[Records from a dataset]
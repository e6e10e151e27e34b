//! Configuration structs recognized at every layer (§6).
//!
//! Every struct here is a plain value with a [`Default`] impl for tests and
//! a `from_env` constructor reading the documented environment variables —
//! explicit constructor parameters throughout, never a DI container (Design
//! Notes §9).

use std::time::Duration;

fn env_or<T: std::str::FromStr>(key: &str, default: T) -> T {
    std::env::var(key)
        .ok()
        .and_then(|v| v.parse().ok())
        .unwrap_or(default)
}

fn env_string_or(key: &str, default: &str) -> String {
    std::env::var(key).unwrap_or_else(|_| default.to_string())
}

/// Configuration for the log transport (C4/C5).
#[derive(Clone, Debug, PartialEq, Eq)]
pub struct MessageBrokerConfig {
    /// Comma-separated `host:port` broker addresses.
    pub bootstrap_servers: String,
    /// The topic all chat events are published to.
    pub topic: String,
    /// Number of partitions the topic is expected to have.
    pub partitions: u32,
    /// Prefix for the per-pod broadcast consumer group (§4.3).
    pub broadcast_consumer_group_prefix: String,
    /// When `true`, C4/C5 are backed by an in-process stub that preserves
    /// partitioning and offset semantics, for tests.
    pub use_in_memory: bool,
}

impl Default for MessageBrokerConfig {
    fn default() -> Self {
        Self {
            bootstrap_servers: "localhost:9092".to_string(),
            topic: "chat-events".to_string(),
            partitions: 6,
            broadcast_consumer_group_prefix: "chatify-broadcast".to_string(),
            use_in_memory: false,
        }
    }
}

impl MessageBrokerConfig {
    /// Build from environment variables, falling back to documented
    /// defaults for any unset.
    #[must_use]
    pub fn from_env() -> Self {
        let default = Self::default();
        Self {
            bootstrap_servers: env_string_or(
                "CHATIFY_BROKER_BOOTSTRAP_SERVERS",
                &default.bootstrap_servers,
            ),
            topic: env_string_or("CHATIFY_BROKER_TOPIC", &default.topic),
            partitions: env_or("CHATIFY_BROKER_PARTITIONS", default.partitions),
            broadcast_consumer_group_prefix: env_string_or(
                "CHATIFY_BROADCAST_GROUP_PREFIX",
                &default.broadcast_consumer_group_prefix,
            ),
            use_in_memory: env_or("CHATIFY_USE_IN_MEMORY", default.use_in_memory),
        }
    }

    /// This pod's broadcast consumer group id, per §4.3:
    /// `chatify-broadcast-{pod_id}`.
    #[must_use]
    pub fn broadcast_group_id(&self, pod_id: &str) -> String {
        format!("{}-{pod_id}", self.broadcast_consumer_group_prefix)
    }
}

/// Configuration for the History Writer (C6).
#[derive(Clone, Debug, PartialEq, Eq)]
pub struct ChatHistoryWriterConfig {
    /// The single shared consumer group all writer instances join (§4.4).
    pub consumer_group_id: String,
    /// Maximum bytes of a poison-message payload to log as a preview.
    pub max_payload_log_bytes: usize,
}

impl Default for ChatHistoryWriterConfig {
    fn default() -> Self {
        Self {
            consumer_group_id: "chatify-chat-history-writer".to_string(),
            max_payload_log_bytes: 256,
        }
    }
}

impl ChatHistoryWriterConfig {
    /// Build from environment variables, falling back to documented
    /// defaults for any unset.
    #[must_use]
    pub fn from_env() -> Self {
        let default = Self::default();
        Self {
            consumer_group_id: env_string_or(
                "CHATIFY_HISTORY_WRITER_GROUP_ID",
                &default.consumer_group_id,
            ),
            max_payload_log_bytes: env_or(
                "CHATIFY_MAX_PAYLOAD_LOG_BYTES",
                default.max_payload_log_bytes,
            ),
        }
    }
}

/// Retry policy parameters for columnar-store writes (§4.4 step 4).
#[derive(Clone, Debug, PartialEq, Eq)]
pub struct DatabaseRetryConfig {
    /// Maximum attempts before giving up.
    pub max_attempts: u32,
    /// Initial backoff delay.
    pub base_delay_ms: u64,
    /// Maximum backoff delay, regardless of attempt count.
    pub max_delay_ms: u64,
    /// Jitter added to each computed delay, in milliseconds.
    pub jitter_ms: u64,
}

impl Default for DatabaseRetryConfig {
    fn default() -> Self {
        Self {
            max_attempts: 5,
            base_delay_ms: 100,
            max_delay_ms: 5_000,
            jitter_ms: 50,
        }
    }
}

impl DatabaseRetryConfig {
    /// Build from environment variables, falling back to documented
    /// defaults for any unset.
    #[must_use]
    pub fn from_env() -> Self {
        let default = Self::default();
        Self {
            max_attempts: env_or("CHATIFY_DB_RETRY_MAX_ATTEMPTS", default.max_attempts),
            base_delay_ms: env_or("CHATIFY_DB_RETRY_BASE_DELAY_MS", default.base_delay_ms),
            max_delay_ms: env_or("CHATIFY_DB_RETRY_MAX_DELAY_MS", default.max_delay_ms),
            jitter_ms: env_or("CHATIFY_DB_RETRY_JITTER_MS", default.jitter_ms),
        }
    }
}

/// Configuration for the Rate Limiter (C3), per §4.7.
#[derive(Clone, Copy, Debug, PartialEq, Eq)]
pub struct RateLimitConfig {
    /// Maximum sends allowed per window.
    pub threshold: u32,
    /// Window size in seconds.
    pub window_seconds: u64,
}

impl Default for RateLimitConfig {
    fn default() -> Self {
        Self {
            threshold: 100,
            window_seconds: 60,
        }
    }
}

impl RateLimitConfig {
    /// Build from environment variables, falling back to documented
    /// defaults for any unset.
    #[must_use]
    pub fn from_env() -> Self {
        let default = Self::default();
        Self {
            threshold: env_or("CHATIFY_RATE_LIMIT_THRESHOLD", default.threshold),
            window_seconds: env_or(
                "CHATIFY_RATE_LIMIT_WINDOW_SECONDS",
                default.window_seconds,
            ),
        }
    }

    /// The window as a [`Duration`].
    #[must_use]
    pub const fn window(&self) -> Duration {
        Duration::from_secs(self.window_seconds)
    }

    /// The store key for `sender_id` under this configuration's window, per
    /// §3: `rl:{user_id}:SendMessage:{window_seconds}`.
    #[must_use]
    pub fn key(&self, sender_id: &str) -> String {
        format!("rl:{sender_id}:SendMessage:{}", self.window_seconds)
    }
}

/// Configuration for the Presence Registry (C2).
#[derive(Clone, Copy, Debug, PartialEq, Eq)]
pub struct PresenceConfig {
    /// Freshness TTL in seconds, per §4.6.
    pub ttl_seconds: u64,
}

impl Default for PresenceConfig {
    fn default() -> Self {
        Self { ttl_seconds: 60 }
    }
}

impl PresenceConfig {
    /// Build from environment variables, falling back to documented
    /// defaults for any unset.
    #[must_use]
    pub fn from_env() -> Self {
        let default = Self::default();
        Self {
            ttl_seconds: env_or("CHATIFY_PRESENCE_TTL_SECONDS", default.ttl_seconds),
        }
    }

    /// The TTL as a [`Duration`].
    #[must_use]
    pub const fn ttl(&self) -> Duration {
        Duration::from_secs(self.ttl_seconds)
    }
}

/// Configuration for the columnar store (C6/C8).
#[derive(Clone, Debug, PartialEq, Eq)]
pub struct ColumnarStoreConfig {
    /// Comma-separated contact point addresses.
    pub contact_points: String,
    /// Keyspace holding the `chat_messages` table.
    pub keyspace: String,
}

impl Default for ColumnarStoreConfig {
    fn default() -> Self {
        Self {
            contact_points: "localhost:9042".to_string(),
            keyspace: "chatify".to_string(),
        }
    }
}

impl ColumnarStoreConfig {
    /// Build from environment variables, falling back to documented
    /// defaults for any unset.
    #[must_use]
    pub fn from_env() -> Self {
        let default = Self::default();
        Self {
            contact_points: env_string_or(
                "CHATIFY_COLUMNAR_CONTACT_POINTS",
                &default.contact_points,
            ),
            keyspace: env_string_or("CHATIFY_COLUMNAR_KEYSPACE", &default.keyspace),
        }
    }
}

/// Configuration for the shared key-value store (C2/C3).
#[derive(Clone, Debug, PartialEq, Eq)]
pub struct KeyValueStoreConfig {
    /// Connection string (e.g. `redis://localhost:6379`).
    pub connection_string: String,
}

impl Default for KeyValueStoreConfig {
    fn default() -> Self {
        Self {
            connection_string: "redis://localhost:6379".to_string(),
        }
    }
}

impl KeyValueStoreConfig {
    /// Build from environment variables, falling back to documented
    /// defaults for any unset.
    #[must_use]
    pub fn from_env() -> Self {
        let default = Self::default();
        Self {
            connection_string: env_string_or(
                "CHATIFY_KV_CONNECTION_STRING",
                &default.connection_string,
            ),
        }
    }
}

#[cfg(test)]
mod tests {
    use super::*;

    #[test]
    fn rate_limit_key_matches_documented_format() {
        let config = RateLimitConfig::default();
        assert_eq!(config.key("user-d"), "rl:user-d:SendMessage:60");
    }

    #[test]
    fn broadcast_group_id_matches_documented_format() {
        let config = MessageBrokerConfig::default();
        assert_eq!(config.broadcast_group_id("pod-1"), "chatify-broadcast-pod-1");
    }

    #[test]
    fn defaults_match_spec() {
        assert_eq!(RateLimitConfig::default().threshold, 100);
        assert_eq!(RateLimitConfig::default().window_seconds, 60);
        assert_eq!(PresenceConfig::default().ttl_seconds, 60);
    }
}
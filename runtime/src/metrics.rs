//! Prometheus metrics for observability and monitoring.
//!
//! This module provides metric collection for every Chatify component:
//! - Send Pipeline (C7) accept/reject counters
//! - Broadcast Consumer (C5) deliver/drop counters
//! - History Writer (C6) write/failure/dead-letter counters
//! - Rate Limiter (C3) denial counter
//! - Presence Registry (C2) online gauge
//! - Circuit breaker and retry, shared ambient concerns across all of the above
//!
//! # Example
//!
//! ```rust,no_run
//! use chatify_runtime::metrics::MetricsServer;
//!
//! # fn example() -> Result<(), Box<dyn std::error::Error>> {
//! // Start metrics server on port 9090
//! let mut server = MetricsServer::new("0.0.0.0:9090".parse()?);
//! server.start()?;
//!
//! // Metrics available at http://localhost:9090/metrics
//! # Ok(())
//! # }
//! ```

use metrics::{describe_counter, describe_gauge, describe_histogram};
use metrics_exporter_prometheus::{Matcher, PrometheusBuilder, PrometheusHandle};
use std::net::SocketAddr;
use std::time::Duration;
use thiserror::Error;

// Re-export metrics macros for use in other modules
pub use metrics::{counter, gauge, histogram};

/// Errors from metrics operations.
#[derive(Error, Debug)]
pub enum MetricsError {
    /// Failed to build metrics exporter
    #[error("Failed to build metrics exporter: {0}")]
    Build(String),
    /// Failed to install metrics exporter
    #[error("Failed to install metrics exporter: {0}")]
    Install(String),
    /// Failed to bind HTTP server
    #[error("Failed to bind metrics server: {0}")]
    Bind(#[from] std::io::Error),
}

/// Prometheus metrics server.
///
/// Exposes metrics on an HTTP endpoint for Prometheus scraping.
pub struct MetricsServer {
    addr: SocketAddr,
    handle: Option<PrometheusHandle>,
}

impl MetricsServer {
    /// Create a new metrics server.
    ///
    /// # Arguments
    ///
    /// * `addr` - Socket address to bind to (e.g., `0.0.0.0:9090`)
    #[must_use]
    pub const fn new(addr: SocketAddr) -> Self {
        Self { addr, handle: None }
    }

    /// Initialize metrics and start the HTTP server.
    ///
    /// # Errors
    ///
    /// Returns error if metrics exporter cannot be installed or server cannot bind.
    ///
    /// # Note
    ///
    /// If a metrics recorder is already installed (e.g., in tests), this will fail
    /// with `MetricsError::Install`. In production, ensure this is only called once.
    pub fn start(&mut self) -> Result<(), MetricsError> {
        // Register all metric descriptions
        register_metrics();

        // Build and install the Prometheus exporter
        let builder = PrometheusBuilder::new()
            .with_http_listener(self.addr)
            // Configure histogram buckets for latency measurements
            .set_buckets_for_metric(
                Matcher::Suffix("duration_seconds".to_string()),
                &[
                    0.001, 0.005, 0.01, 0.025, 0.05, 0.1, 0.25, 0.5, 1.0, 2.5, 5.0, 10.0,
                ],
            )
            .map_err(|e| MetricsError::Build(e.to_string()))?;

        // Try to install the recorder
        // In tests, this may fail if a recorder is already installed
        match builder.install_recorder() {
            Ok(handle) => {
                self.handle = Some(handle);
                tracing::info!(
                    addr = %self.addr,
                    "Metrics server started - available at http://{}/metrics",
                    self.addr
                );
                Ok(())
            }
            Err(e) => {
                let err_msg = e.to_string();
                if err_msg.contains("already initialized") {
                    // In tests, multiple MetricsServer instances may be created
                    // We'll allow this but warn about it
                    tracing::warn!("Metrics recorder already initialized, skipping re-initialization");
                    Ok(())
                } else {
                    Err(MetricsError::Install(err_msg))
                }
            }
        }
    }

    /// Get the metrics handle for rendering.
    #[must_use]
    pub const fn handle(&self) -> Option<&PrometheusHandle> {
        self.handle.as_ref()
    }

    /// Render current metrics in Prometheus format.
    ///
    /// Returns `None` if server hasn't been started.
    #[must_use]
    pub fn render(&self) -> Option<String> {
        self.handle.as_ref().map(PrometheusHandle::render)
    }
}

/// Register all metric descriptions.
fn register_metrics() {
    // Send Pipeline Metrics (C7)
    describe_counter!(
        "chatify_send_total",
        "Total number of send requests accepted and published"
    );
    describe_counter!(
        "chatify_send_rejected_total",
        "Total number of send requests rejected, labeled by reason"
    );
    describe_histogram!(
        "chatify_send_duration_seconds",
        "Time taken to validate, rate-limit, stamp, and publish a send"
    );

    // Broadcast Consumer Metrics (C5)
    describe_counter!(
        "chatify_broadcast_delivered_total",
        "Total number of events delivered to local connections"
    );
    describe_counter!(
        "chatify_broadcast_dropped_total",
        "Total number of deliveries dropped (timed-out or closed connection)"
    );

    // History Writer Metrics (C6)
    describe_counter!(
        "chatify_history_write_total",
        "Total number of events durably appended to the columnar store"
    );
    describe_counter!(
        "chatify_history_write_failed_total",
        "Total number of columnar store writes that failed after exhausting retries"
    );
    describe_counter!(
        "chatify_history_dlq_total",
        "Total number of events routed to the dead-letter table"
    );

    // Rate Limiter Metrics (C3)
    describe_counter!(
        "chatify_rate_limit_denied_total",
        "Total number of sends denied by the rate limiter"
    );

    // Presence Metrics (C2)
    describe_gauge!(
        "chatify_presence_online_gauge",
        "Current number of distinct online (presence, scope) pairs known to this pod"
    );

    // Circuit Breaker Metrics (shared ambient concern)
    describe_gauge!(
        "circuit_breaker_state",
        "Current circuit breaker state (0=closed, 1=half-open, 2=open)"
    );
    describe_counter!(
        "circuit_breaker_calls_total",
        "Total number of calls through circuit breaker"
    );
    describe_counter!(
        "circuit_breaker_successes_total",
        "Total number of successful calls"
    );
    describe_counter!(
        "circuit_breaker_failures_total",
        "Total number of failed calls"
    );
    describe_counter!(
        "circuit_breaker_rejections_total",
        "Total number of rejected calls (circuit open)"
    );

    // Retry Metrics (shared ambient concern)
    describe_counter!(
        "retry_attempts_total",
        "Total number of retry attempts"
    );
    describe_counter!(
        "retry_successes_total",
        "Total number of successful retries"
    );
    describe_counter!(
        "retry_exhausted_total",
        "Total number of retry attempts that exhausted max retries"
    );
}

/// Send Pipeline metrics recorder (C7).
pub struct SendPipelineMetrics;

impl SendPipelineMetrics {
    /// Record an accepted, published send.
    pub fn record_accepted(duration: Duration) {
        counter!("chatify_send_total").increment(1);
        histogram!("chatify_send_duration_seconds").record(duration.as_secs_f64());
    }

    /// Record a rejected send, labeled by the stable error code that
    /// rejected it (e.g. `"validation"`, `"rate_limit_exceeded"`).
    pub fn record_rejected(reason: &'static str) {
        counter!("chatify_send_rejected_total", "reason" => reason).increment(1);
    }
}

/// Broadcast Consumer metrics recorder (C5).
pub struct BroadcastMetrics;

impl BroadcastMetrics {
    /// Record a successful delivery to one local connection.
    pub fn record_delivered() {
        counter!("chatify_broadcast_delivered_total").increment(1);
    }

    /// Record a dropped delivery (timed out or the connection closed).
    pub fn record_dropped() {
        counter!("chatify_broadcast_dropped_total").increment(1);
    }
}

/// History Writer metrics recorder (C6).
pub struct HistoryWriterMetrics;

impl HistoryWriterMetrics {
    /// Record a successful durable append.
    pub fn record_write() {
        counter!("chatify_history_write_total").increment(1);
    }

    /// Record a write that failed after exhausting its retry budget.
    pub fn record_write_failed() {
        counter!("chatify_history_write_failed_total").increment(1);
    }

    /// Record an event routed to the dead-letter table.
    pub fn record_dead_lettered() {
        counter!("chatify_history_dlq_total").increment(1);
    }
}

/// Rate Limiter metrics recorder (C3).
pub struct RateLimitMetrics;

impl RateLimitMetrics {
    /// Record a send denied by the rate limiter.
    pub fn record_denied() {
        counter!("chatify_rate_limit_denied_total").increment(1);
    }
}

/// Presence Registry metrics recorder (C2).
pub struct PresenceMetrics;

impl PresenceMetrics {
    /// Set the current online-pairs gauge.
    #[allow(clippy::cast_precision_loss)]
    pub fn set_online(count: u64) {
        gauge!("chatify_presence_online_gauge").set(count as f64);
    }
}

/// Circuit breaker metrics recorder.
pub struct CircuitBreakerMetrics;

impl CircuitBreakerMetrics {
    /// Record circuit breaker state.
    ///
    /// 0 = Closed, 1 = `HalfOpen`, 2 = Open
    pub fn record_state(state: f64) {
        gauge!("circuit_breaker_state").set(state);
    }

    /// Record a call attempt.
    pub fn record_call() {
        counter!("circuit_breaker_calls_total").increment(1);
    }

    /// Record a successful call.
    pub fn record_success() {
        counter!("circuit_breaker_successes_total").increment(1);
    }

    /// Record a failed call.
    pub fn record_failure() {
        counter!("circuit_breaker_failures_total").increment(1);
    }

    /// Record a rejected call (circuit open).
    pub fn record_rejection() {
        counter!("circuit_breaker_rejections_total").increment(1);
    }
}

/// Retry metrics recorder.
pub struct RetryMetrics;

impl RetryMetrics {
    /// Record a retry attempt.
    pub fn record_attempt() {
        counter!("retry_attempts_total").increment(1);
    }

    /// Record a successful retry.
    pub fn record_success() {
        counter!("retry_successes_total").increment(1);
    }

    /// Record exhausted retries.
    pub fn record_exhausted() {
        counter!("retry_exhausted_total").increment(1);
    }
}

#[cfg(test)]
mod tests {
    use super::*;

    #[tokio::test]
    async fn test_metrics_server_creation() {
        let addr = "127.0.0.1:0".parse().unwrap();
        let server = MetricsServer::new(addr);
        assert!(server.handle().is_none());
    }

    #[tokio::test]
    async fn test_metrics_server_start() {
        let addr = "127.0.0.1:0".parse().unwrap();
        let mut server = MetricsServer::new(addr);

        let result = server.start();
        assert!(result.is_ok());
        // Note: handle might be None if another test already initialized the recorder
        // This is OK - the recorder is still installed globally
    }

    #[tokio::test]
    async fn test_metrics_server_render() {
        let addr = "127.0.0.1:0".parse().unwrap();
        let mut server = MetricsServer::new(addr);

        server.start().unwrap();

        SendPipelineMetrics::record_accepted(Duration::from_millis(5));
        BroadcastMetrics::record_delivered();

        // If this test runs after another test initialized the recorder,
        // handle might be None. That's OK - metrics are still being recorded.
        if let Some(rendered) = server.render() {
            assert!(rendered.contains("chatify_send_total"));
            assert!(rendered.contains("chatify_broadcast_delivered_total"));
        }
    }

    #[tokio::test]
    async fn test_history_writer_metrics() {
        let addr = "127.0.0.1:0".parse().unwrap();
        let mut server = MetricsServer::new(addr);
        server.start().unwrap();

        HistoryWriterMetrics::record_write();
        HistoryWriterMetrics::record_write_failed();
        HistoryWriterMetrics::record_dead_lettered();

        if let Some(rendered) = server.render() {
            assert!(rendered.contains("chatify_history_write_total"));
            assert!(rendered.contains("chatify_history_write_failed_total"));
            assert!(rendered.contains("chatify_history_dlq_total"));
        }
    }

    #[tokio::test]
    async fn test_send_rejected_metrics_label_by_reason() {
        let addr = "127.0.0.1:0".parse().unwrap();
        let mut server = MetricsServer::new(addr);
        server.start().unwrap();

        SendPipelineMetrics::record_rejected("validation");
        RateLimitMetrics::record_denied();

        if let Some(rendered) = server.render() {
            assert!(rendered.contains("chatify_send_rejected_total"));
            assert!(rendered.contains("chatify_rate_limit_denied_total"));
        }
    }

    #[tokio::test]
    async fn test_circuit_breaker_metrics() {
        let addr = "127.0.0.1:0".parse().unwrap();
        let mut server = MetricsServer::new(addr);
        server.start().unwrap();

        CircuitBreakerMetrics::record_state(0.0); // Closed
        CircuitBreakerMetrics::record_call();
        CircuitBreakerMetrics::record_success();

        // If this test runs after another test initialized the recorder,
        // handle might be None. That's OK - metrics are still being recorded.
        if let Some(rendered) = server.render() {
            assert!(rendered.contains("circuit_breaker_state"));
            assert!(rendered.contains("circuit_breaker_calls_total"));
        }
    }
}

* [TASK REQUIREMENTS]: Every line holding the word "writes" should be copied out of the records above.

* [OUTPUT OF THE EXERCISE]:
/// Retry policy parameters for columnar-store writes (§4.4 step 4).
        "Total number of columnar store writes that failed after exhausting retries"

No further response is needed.